At this point, Lightman finally offers me a half-assed apology. Says he's sorry for what I went through this morning, but that right now he needs a moment with his daughter. After that he'll let us know how he's going to use us on this.

"That's how it works," he tells me. "So, end of conversation."

If I thought I was livid a few minutes ago, I was wrong. _Now_ is when I'm ready to punch things.

"_That_ was a conversation?" I'm dumbstruck by the way he's blown me off.

"Hey..." Torres, who catches everything, senses that I'm about to give Lightman a whole other piece of my mind.

She pushes me out the door before I get a chance say what I_ really_ want to.


	2. Chapter 2

**Chapter Two **

_Later_

I've cleaned off most of my face and changed into a ratty old MIT sweat shirt by the time I poke my head into Foster's office.

Her door is open, as it usually is, so there is no barging this time.

I know she's on her personal laptop and she closes it as soon as she catches me standing in the doorway.

"Porn?" I ask her with the kind of cockiness that always leaves me when I'm around Lightman these days. "You _are _human."

She offers me a smile but I catch her anxiousness. "You seem to be making a speedy recovery."

"What are you really working on there?"

"Personal stuff," she answers. "It's my personal laptop."

"In the middle of all this?" I ask her. "That's what I call compartmentalization. Did they teach you that at the Pentagon?"

I'm completely out of line and I know it. She's my boss as much as Lightman is.

But the truth is, I'm still so angry I can barely stand it.

And Gillian Foster makes for an easier target than Cal Lightman.
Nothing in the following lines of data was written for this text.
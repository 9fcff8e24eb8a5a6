// ============================================================
// Layer 4 — Token Windowing
// ============================================================
// Wraps a HuggingFace tokenizer so that each (question, context)
// pair becomes one or more fixed-length windows:
//
//   max_length = 12, stride = 2, question = 2 tokens
//   window 1: [CLS] q q [SEP] c0 c1 c2 c3 c4 c5 c6 [SEP]
//   window 2: [CLS] q q [SEP] c5 c6 c7 c8 c9 [SEP] [PAD] [PAD]
//                             └─┘ overlap of `stride` tokens
//
// Only the context is ever truncated ("only second"), so the
// question appears whole in every window. Offsets are CHARACTER
// offsets into the context so they line up with `answer_start`.
//
// Reference: tokenizers crate (TruncationParams / Encoding::get_overflowing)

use std::collections::HashMap;

use serde::{Deserialize, Serialize};
use tokenizers::{
    Encoding, PaddingParams, PaddingStrategy, PostProcessor, Tokenizer, TruncationParams,
    TruncationStrategy,
};

use crate::domain::error::{ReaderError, Result};
use crate::domain::example::Example;
use crate::domain::traits::WindowSegmenter;
use crate::domain::window::{CharSpan, Segment, TokenWindow};

#[derive(Debug, Clone, Copy, PartialEq, Eq, Serialize, Deserialize)]
pub struct WindowConfig {
    /// Tokens per window, special tokens and padding included
    pub max_length: usize,
    /// Tokens shared between consecutive windows
    pub stride:     usize,
}

impl Default for WindowConfig {
    fn default() -> Self {
        Self { max_length: 512, stride: 128 }
    }
}

/// `WindowSegmenter` backed by a `tokenizers::Tokenizer`.
pub struct TokenizerSegmenter {
    tokenizer: Tokenizer,
    cfg:       WindowConfig,
}

impl TokenizerSegmenter {
    /// Configure `tokenizer` for strided pair truncation and fixed padding.
    pub fn new(mut tokenizer: Tokenizer, cfg: WindowConfig) -> Result<Self> {
        if cfg.stride >= cfg.max_length {
            return Err(ReaderError::Tokenizer(format!(
                "stride ({}) must be smaller than max_length ({})",
                cfg.stride, cfg.max_length
            )));
        }

        tokenizer
            .with_truncation(Some(TruncationParams {
                max_length: cfg.max_length,
                stride:     cfg.stride,
                strategy:   TruncationStrategy::OnlySecond,
                ..Default::default()
            }))
            .map_err(|e| ReaderError::Tokenizer(e.to_string()))?;
        tokenizer.with_padding(Some(PaddingParams {
            strategy: PaddingStrategy::Fixed(cfg.max_length),
            ..Default::default()
        }));

        Ok(Self { tokenizer, cfg })
    }

    /// Context tokens left per window once the question and the special
    /// tokens are placed. The tokenizer cannot stride through a context
    /// unless this stays above `stride`.
    fn context_budget(&self, example: &Example) -> Result<usize> {
        let question = self
            .tokenizer
            .encode(example.question.as_str(), false)
            .map_err(|e| ReaderError::Tokenizer(format!("example '{}': question: {e}", example.id)))?;
        let question_len = question.get_attention_mask().iter().filter(|&&m| m == 1).count();
        let special = self
            .tokenizer
            .get_post_processor()
            .map_or(0, |p| p.added_tokens(true));

        Ok(self.cfg.max_length.saturating_sub(question_len + special))
    }
}

impl WindowSegmenter for TokenizerSegmenter {
    fn segment(&self, examples: &[Example]) -> Result<Vec<TokenWindow>> {
        let mut windows = Vec::with_capacity(examples.len());

        for (index, example) in examples.iter().enumerate() {
            let budget = self.context_budget(example)?;
            if budget <= self.cfg.stride {
                return Err(ReaderError::Tokenizer(format!(
                    "example '{}': question leaves {} context tokens per window, \
                     need more than stride ({})",
                    example.id, budget, self.cfg.stride
                )));
            }

            let encoding = self
                .tokenizer
                .encode_char_offsets((example.question.as_str(), example.context.as_str()), true)
                .map_err(|e| ReaderError::Tokenizer(format!("example '{}': {e}", example.id)))?;

            // The first window is the encoding itself, later ones hang off it.
            for enc in std::iter::once(&encoding).chain(encoding.get_overflowing()) {
                windows.push(window_from_encoding(enc, index, &example.id));
            }
        }

        tracing::debug!("Segmented {} examples into {} windows", examples.len(), windows.len());
        Ok(windows)
    }
}

fn window_from_encoding(enc: &Encoding, example_index: usize, example_id: &str) -> TokenWindow {
    window_from_parts(
        enc.get_ids(),
        enc.get_attention_mask(),
        enc.get_type_ids(),
        &enc.get_sequence_ids(),
        enc.get_offsets(),
        example_index,
        example_id,
    )
}

/// Build a window from raw encoding columns. Sequence id 0 is the
/// question, 1 the context, `None` a special or padding token.
pub fn window_from_parts(
    ids:           &[u32],
    mask:          &[u32],
    type_ids:      &[u32],
    sequence_ids:  &[Option<usize>],
    offsets:       &[(usize, usize)],
    example_index: usize,
    example_id:    &str,
) -> TokenWindow {
    let segments: Vec<Segment> = sequence_ids
        .iter()
        .map(|s| match s {
            Some(0) => Segment::Question,
            Some(_) => Segment::Context,
            None    => Segment::Special,
        })
        .collect();

    let offsets = offsets
        .iter()
        .zip(&segments)
        .map(|(&(s, e), seg)| (*seg == Segment::Context).then_some(CharSpan::new(s, e)))
        .collect();

    TokenWindow {
        input_ids:      ids.to_vec(),
        attention_mask: mask.to_vec(),
        type_ids:       type_ids.to_vec(),
        segments,
        offsets,
        example_index,
        example_id:     example_id.to_string(),
    }
}

// ─── WindowArena ──────────────────────────────────────────────────────────────
/// Flat, ordered window storage plus an example id → window indices map,
/// built in one pass. Decoding reads every window of an example through it.
#[derive(Debug, Default)]
pub struct WindowArena {
    windows:    Vec<TokenWindow>,
    by_example: HashMap<String, Vec<usize>>,
}

impl WindowArena {
    pub fn new(windows: Vec<TokenWindow>) -> Self {
        let mut by_example: HashMap<String, Vec<usize>> = HashMap::new();
        for (i, w) in windows.iter().enumerate() {
            by_example.entry(w.example_id.clone()).or_default().push(i);
        }
        Self { windows, by_example }
    }

    pub fn windows(&self) -> &[TokenWindow] {
        &self.windows
    }

    pub fn len(&self) -> usize {
        self.windows.len()
    }

    /// Window indices for `example_id`, ascending. Empty if it has none.
    pub fn indices_for(&self, example_id: &str) -> &[usize] {
        self.by_example.get(example_id).map(Vec::as_slice).unwrap_or(&[])
    }
}

#[cfg(test)]
mod tests {
    use super::*;
    use crate::data::alignment::{label_windows, MissingAnswerPolicy};
    use crate::domain::example::GoldAnswers;
    use crate::domain::window::LabelPair;

    #[test]
    fn test_window_from_parts_nulls_non_context() {
        let w = window_from_parts(
            &[101, 5, 102, 7, 8, 102, 0],
            &[1, 1, 1, 1, 1, 1, 0],
            &[0, 0, 0, 1, 1, 1, 0],
            &[None, Some(0), None, Some(1), Some(1), None, None],
            &[(0, 0), (0, 2), (0, 0), (0, 1), (1, 3), (0, 0), (0, 0)],
            4,
            "ex-4",
        );

        assert_eq!(
            w.segments,
            vec![
                Segment::Special, Segment::Question, Segment::Special,
                Segment::Context, Segment::Context, Segment::Special, Segment::Special,
            ]
        );
        assert_eq!(w.offsets[1], None, "question offsets must be dropped");
        assert_eq!(w.offsets[3], Some(CharSpan::new(0, 1)));
        assert_eq!(w.offsets[4], Some(CharSpan::new(1, 3)));
        assert_eq!(w.context_range(), Some((3, 4)));
        assert_eq!(w.example_index, 4);
        assert_eq!(w.example_id, "ex-4");
    }

    fn tagged(id: &str) -> TokenWindow {
        window_from_parts(&[1], &[1], &[0], &[Some(1)], &[(0, 1)], 0, id)
    }

    #[test]
    fn test_arena_groups_windows_by_example() {
        let arena = WindowArena::new(vec![tagged("a"), tagged("a"), tagged("b"), tagged("a")]);
        assert_eq!(arena.len(), 4);
        assert_eq!(arena.indices_for("a"), &[0, 1, 3]);
        assert_eq!(arena.indices_for("b"), &[2]);
        assert!(arena.indices_for("missing").is_empty());
    }

    // BERT-style tokenizer with one token per Chinese character.
    fn char_tokenizer() -> Tokenizer {
        let json = r#"{
          "version": "1.0",
          "truncation": null,
          "padding": null,
          "added_tokens": [],
          "normalizer": {
            "type": "BertNormalizer", "clean_text": true,
            "handle_chinese_chars": true, "strip_accents": null, "lowercase": true
          },
          "pre_tokenizer": { "type": "BertPreTokenizer" },
          "post_processor": {
            "type": "TemplateProcessing",
            "single": [
              { "SpecialToken": { "id": "[CLS]", "type_id": 0 } },
              { "Sequence": { "id": "A", "type_id": 0 } },
              { "SpecialToken": { "id": "[SEP]", "type_id": 0 } }
            ],
            "pair": [
              { "SpecialToken": { "id": "[CLS]", "type_id": 0 } },
              { "Sequence": { "id": "A", "type_id": 0 } },
              { "SpecialToken": { "id": "[SEP]", "type_id": 0 } },
              { "Sequence": { "id": "B", "type_id": 1 } },
              { "SpecialToken": { "id": "[SEP]", "type_id": 1 } }
            ],
            "special_tokens": {
              "[CLS]": { "id": "[CLS]", "ids": [2], "tokens": ["[CLS]"] },
              "[SEP]": { "id": "[SEP]", "ids": [3], "tokens": ["[SEP]"] }
            }
          },
          "decoder": null,
          "model": {
            "type": "WordLevel",
            "vocab": {
              "[PAD]": 0, "[UNK]": 1, "[CLS]": 2, "[SEP]": 3,
              "长": 4, "城": 5, "在": 6, "哪": 7, "中": 8, "国": 9, "北": 10, "方": 11
            },
            "unk_token": "[UNK]"
          }
        }"#;
        json.parse().unwrap()
    }

    fn great_wall() -> Example {
        Example::new(
            "cmrc-1",
            "长城位于中国北方，是古代的防御工程",
            "长城在哪",
            GoldAnswers::new(vec!["中国北方".into()], vec![4]),
        )
    }

    #[test]
    fn test_segment_strides_through_long_context() {
        let segmenter =
            TokenizerSegmenter::new(char_tokenizer(), WindowConfig { max_length: 13, stride: 3 })
                .unwrap();
        let windows = segmenter.segment(&[great_wall()]).unwrap();

        // 6 context tokens per window, advancing 3 characters each time
        assert_eq!(windows.len(), 5);
        for (k, w) in windows.iter().enumerate() {
            assert_eq!(w.len(), 13);
            assert_eq!(w.example_id, "cmrc-1");
            assert_eq!(&w.segments[..6], &[
                Segment::Special, Segment::Question, Segment::Question,
                Segment::Question, Segment::Question, Segment::Special,
            ]);
            let (first, _) = w.context_range().unwrap();
            assert_eq!(w.offsets[first].unwrap().start, 3 * k);
        }
        assert_eq!(windows[0].input_ids[..6], [2, 4, 5, 6, 7, 3]);
        assert_eq!(windows[0].offsets[11], Some(CharSpan::new(5, 6)));

        // last window: chars 12..17, one [SEP], one [PAD]
        let last = &windows[4];
        assert_eq!(last.context_range(), Some((6, 10)));
        assert_eq!(last.offsets[10], Some(CharSpan::new(16, 17)));
        assert_eq!(last.input_ids[12], 0);
        assert_eq!(last.attention_mask[12], 0);
    }

    #[test]
    fn test_only_covering_window_gets_answer_label() {
        let segmenter =
            TokenizerSegmenter::new(char_tokenizer(), WindowConfig { max_length: 13, stride: 3 })
                .unwrap();
        let examples = vec![great_wall()];
        let windows  = segmenter.segment(&examples).unwrap();
        let labels   = label_windows(&windows, &examples, MissingAnswerPolicy::Fail).unwrap();

        let labelled: Vec<LabelPair> = labels.iter().map(|&(_, l)| l).collect();
        assert_eq!(labelled, vec![
            LabelPair::NO_ANSWER,
            LabelPair::new(7, 10),
            LabelPair::NO_ANSWER,
            LabelPair::NO_ANSWER,
            LabelPair::NO_ANSWER,
        ]);
        // window 1 covers chars 3..9; tokens 7..=10 are 中国北方
        assert_eq!(windows[1].input_ids[7..=10], [8, 9, 10, 11]);
    }

    #[test]
    fn test_stride_must_be_below_max_length() {
        let err = TokenizerSegmenter::new(char_tokenizer(), WindowConfig { max_length: 8, stride: 8 });
        assert!(matches!(err, Err(ReaderError::Tokenizer(_))));
    }

    #[test]
    fn test_question_too_long_for_stride_is_rejected() {
        // 3 special + 4 question tokens leave 3 context tokens, not more than stride 3
        let segmenter =
            TokenizerSegmenter::new(char_tokenizer(), WindowConfig { max_length: 10, stride: 3 })
                .unwrap();
        let err = segmenter.segment(&[great_wall()]).unwrap_err();
        assert!(err.to_string().contains("cmrc-1"), "{err}");
    }
}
I need a release for my anger, the same way a kid who's bullied at school goes home and takes it out on his parents. Because he can. Because, unlike the guys who actually deserve his wrath, his parents won't beat the crap out of him. They won't put him up for adoption because of it.
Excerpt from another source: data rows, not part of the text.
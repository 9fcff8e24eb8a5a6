// ============================================================
// Layer 3 — Example Domain Type
// ============================================================
// One question-answer unit. The gold answer set may contain
// several annotations; training only ever labels with the
// first one, evaluation scores against all of them.
//
// All offsets in this crate are CHARACTER offsets, never byte
// offsets. Chinese passages make the difference matter.

use serde::{Deserialize, Serialize};

use crate::domain::window::CharSpan;

/// Gold answers in the column layout used by the dataset files:
/// `text[i]` starts at character `answer_start[i]` of the context.
#[derive(Debug, Clone, Default, PartialEq, Serialize, Deserialize)]
pub struct GoldAnswers {
    pub text:         Vec<String>,
    pub answer_start: Vec<usize>,
}

impl GoldAnswers {
    pub fn new(text: Vec<String>, answer_start: Vec<usize>) -> Self {
        Self { text, answer_start }
    }
}

/// A loaded record. Immutable once the loader hands it out.
#[derive(Debug, Clone, PartialEq, Serialize, Deserialize)]
pub struct Example {
    pub id:       String,
    #[serde(default)]
    pub title:    String,
    pub context:  String,
    pub question: String,
    #[serde(default)]
    pub answers:  GoldAnswers,
}

impl Example {
    pub fn new(
        id:       impl Into<String>,
        context:  impl Into<String>,
        question: impl Into<String>,
        answers:  GoldAnswers,
    ) -> Self {
        Self {
            id:       id.into(),
            title:    String::new(),
            context:  context.into(),
            question: question.into(),
            answers,
        }
    }

    /// Character span `[s, s + len(text))` of the first gold answer,
    /// or `None` when the example carries no annotation.
    pub fn first_answer_span(&self) -> Option<CharSpan> {
        let text  = self.answers.text.first()?;
        let start = *self.answers.answer_start.first()?;
        Some(CharSpan::new(start, start + text.chars().count()))
    }
}

#[cfg(test)]
mod tests {
    use super::*;

    fn example(text: &str, start: usize) -> Example {
        Example::new(
            "ex-1",
            "北京是中国的首都。",
            "中国的首都是哪里？",
            GoldAnswers::new(vec![text.to_string()], vec![start]),
        )
    }

    #[test]
    fn test_first_answer_span_counts_chars() {
        // "北京" is 2 characters but 6 bytes
        let ex = example("北京", 0);
        assert_eq!(ex.first_answer_span(), Some(CharSpan::new(0, 2)));
    }

    #[test]
    fn test_no_answers_gives_none() {
        let ex = Example::new("ex-2", "ctx", "q", GoldAnswers::default());
        assert!(ex.first_answer_span().is_none());
        assert!(ex.answers.text.is_empty());
    }

    #[test]
    fn test_flat_record_deserialises_without_title() {
        let json = r#"{"id":"a","context":"c","question":"q",
                       "answers":{"text":["c"],"answer_start":[0]}}"#;
        let ex: Example = serde_json::from_str(json).unwrap();
        assert_eq!(ex.title, "");
        assert_eq!(ex.answers.answer_start, vec![0]);
    }
}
I take it out on Foster because deep down, I know she won't fire me. She's been angry with me before, but her anger is nothing compared to Lightman's. Mostly, she just treats me with decency and kindness.

In a rational world, you'd think that would make me respect her _more _than him, rather than less. Because really, Foster deserves it. And professionally, she's just as much at the top of her field as Lightman is at the top of his.

But that's not how human behaviour works.

I don't give her the respect she deserves because I envy her too much for having the two things that I want so badly: Lightman's trust and respect.

Gillian Foster is the only person in this building that he treats like an equal and some days that makes me absolutely crazy.

"Can I help you with something, Eli?"

Foster's use of my first name is her way of telling me that I've overstepped my boundaries. A subtle little nuance from the language expert.

Not that I care.

"Actually, you can, _Gillian_."

It's then that I show her the computer print-outs and again I feel that same reckless bravado I felt earlier in Lightman's office.

"You hacked into my computer? You can't do that!" Foster gets up from her chair and she's as angry with me as she's ever been.

But I don't feel threatened in the least.

"In my sleep," I quip and then I tell her what I found out.

I tell her that I know it was Henry Andrews, the man whose blood I cleaned off my face this morning, who ordered her to evaluate a member of his counter-terrorist team at the Pentagon in 2003.

That this team member was Cal Lightman. He was the one who was ordered to undergo a psych evaluation conducted by her.

Foster doesn't say anything when I tell her all this, as is often the case when she's really, truly pissed.

They're opposites that way, Foster and Lightman.

Lightman erupts like a volcano and Foster, she retreats into silence, keeping it all inside, bubbling just under the surface.

"Could've been worse," I add, unable to resist one last jab. "Could've been porn."

It's then that she finally decides to tell me more.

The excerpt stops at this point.